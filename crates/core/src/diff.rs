use crate::snapshot::{Snapshot, Variable};
use std::collections::{HashMap, HashSet};

/// Variable changes between two consecutive snapshots. `added` keeps the
/// current snapshot's variable order; `updated` is an unordered name set.
/// There is no "removed" category: names absent from the current snapshot
/// are simply not reported.
#[derive(Debug, Clone, Default, PartialEq, Eq)]
pub struct VarDiff {
    pub added: Vec<String>,
    pub updated: HashSet<String>,
}

/// Classifies each variable of `current` against `previous` (`None` on the
/// first step): absent before means added, a differing `value` or `offset`
/// means updated, identical means unclassified.
pub fn diff(current: &Snapshot, previous: Option<&Snapshot>) -> VarDiff {
    let prev_by_name: HashMap<&str, &Variable> = previous
        .map(|p| p.vars.iter().map(|v| (v.name.as_str(), v)).collect())
        .unwrap_or_default();

    let mut result = VarDiff::default();
    for var in &current.vars {
        match prev_by_name.get(var.name.as_str()) {
            None => result.added.push(var.name.clone()),
            Some(prev) if prev.value != var.value || prev.offset != var.offset => {
                result.updated.insert(var.name.clone());
            }
            Some(_) => {}
        }
    }
    result
}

--*--

→ **How to complete this task**
Starting with the line that contains "identical means unclassified.", write out each line through the end of the listing, exactly as it appears, and include nothing else.

→ **Exercise result**
/// means updated, identical means unclassified.
pub fn diff(current: &Snapshot, previous: Option<&Snapshot>) -> VarDiff {
    let prev_by_name: HashMap<&str, &Variable> = previous
        .map(|p| p.vars.iter().map(|v| (v.name.as_str(), v)).collect())
        .unwrap_or_default();

    let mut result = VarDiff::default();
    for var in &current.vars {
        match prev_by_name.get(var.name.as_str()) {
            None => result.added.push(var.name.clone()),
            Some(prev) if prev.value != var.value || prev.offset != var.offset => {
                result.updated.insert(var.name.clone());
            }
            Some(_) => {}
        }
    }
    result
}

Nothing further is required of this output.